Let us discuss the factors that highlight why investors should retain the stock for the time being.

Factors Driving Growth

Caesars Entertainment has been benefiting from solid Las Vegas performance. In the third quarter of 2022, the company delivered encouraging revenues. During the quarter, net revenues in the segment were $1,077 million compared with $1,017 million in the year-ago quarter. The upside was backed by a rise in hotel occupancy (93.6%) and higher gaming, food and beverage volumes. Caesars Entertainment revealed that while attrition remains higher than normal, it began witnessing the return of conventions to Las Vegas.
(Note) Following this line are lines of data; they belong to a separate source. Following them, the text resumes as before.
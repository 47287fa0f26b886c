//! Protection profiles.
//!
//! A profile is the build-time hardening of one tier. It is a `const` in
//! the tier table and never changes while a target runs.

use std::fmt;

/// Relocation read-only level.
#[derive(Debug, Clone, Copy, PartialEq, Eq, Hash)]
pub enum Relro {
    None,
    Partial,
    Full,
}

impl fmt::Display for Relro {
    fn fmt(&self, f: &mut fmt::Formatter<'_>) -> fmt::Result {
        let s = match self {
            Relro::None => "None",
            Relro::Partial => "Partial",
            Relro::Full => "Full",
        };
        f.write_str(s)
    }
}

/// Hardening applied to a challenge binary.
#[derive(Debug, Clone, Copy, PartialEq, Eq, Hash)]
pub struct ProtectionProfile {
    /// Stack protector: a canary sits between each frame's buffer and its
    /// saved control data, checked before return.
    pub canary: bool,
    /// Stack pages are executable (no NX).
    pub stack_executable: bool,
    /// Stack and shared library bases are randomized per process.
    pub aslr: bool,
    /// Program image is position independent (randomized with ASLR).
    pub pie: bool,
    /// Relocation read-only level.
    pub relro: Relro,
    /// Frames keep a saved frame pointer (`push rbp; mov rbp, rsp`).
    pub frame_pointer: bool,
}

impl ProtectionProfile {
    /// Tier 1: nothing enabled, frame pointer omitted.
    pub const UNPROTECTED: ProtectionProfile = ProtectionProfile {
        canary: false,
        stack_executable: true,
        aslr: false,
        pie: false,
        relro: Relro::None,
        frame_pointer: false,
    };

    /// Tier 2: stack canary only.
    pub const CANARY: ProtectionProfile = ProtectionProfile {
        canary: true,
        stack_executable: true,
        aslr: false,
        pie: false,
        relro: Relro::Partial,
        frame_pointer: true,
    };

    /// Tier 3: canary, NX stack, randomized stack and libc (no PIE).
    pub const HARDENED: ProtectionProfile = ProtectionProfile {
        canary: true,
        stack_executable: false,
        aslr: true,
        pie: false,
        relro: Relro::Partial,
        frame_pointer: true,
    };

    /// Whether the stack is non-executable.
    pub fn nx(&self) -> bool {
        !self.stack_executable
    }

    /// `checksec`-style summary, one line per mitigation.
    pub fn checksec_lines(&self) -> Vec<String> {
        let yes_no = |b: bool| if b { "YES" } else { "NO" };
        let nx = if self.nx() {
            "YES (stack is non-executable)"
        } else {
            "NO (stack is executable)"
        };
        let pie = match (self.pie, self.aslr) {
            (true, _) => "YES",
            (false, true) => "NO (partial ASLR)",
            (false, false) => "NO",
        };
        vec![
            format!("Stack Canaries: {}", yes_no(self.canary)),
            format!("NX (DEP): {}", nx),
            format!("PIE: {}", pie),
            format!("RELRO: {}", self.relro),
        ]
    }
}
The company expects the return of the group and convention business and entertainment offerings to drive incremental demand in the Las Vegas market.

Caesars Entertainment continues to focus on partnerships to drive growth. To this end, the company entered into an exclusive naming rights partnership to rebrand the Superdome in New Orleans as the Caesars Superdome. It has formed partnerships with the NFL, NBA, NHL and MLB and is the exclusive odds provider for ESPN and CBS Sports.

The company intends to create new partnerships among collegiate and professional sports teams. The selection of such partnerships provides the company with exclusivity to access certain professional sports leagues and teams, sporting event facilities and sports television networks for tickets, suites and advertising, marketing and promotional and sponsorship opportunities.

The company focuses on expansion projects to drive growth. During the third quarter of 2022, the company stated progress regarding the construction of its new hotel tower and additional entities at the New Orleans property. Also, it stated plans to open casinos in Danville and Columbus by mid-2023. Also, it stated that expansion at Harrah's Hoosier Park is underway. Given the improving group and convention trends in Las Vegas coupled with the return of international consumers, the company anticipates the development projects to boost return on the investment in the upcoming periods.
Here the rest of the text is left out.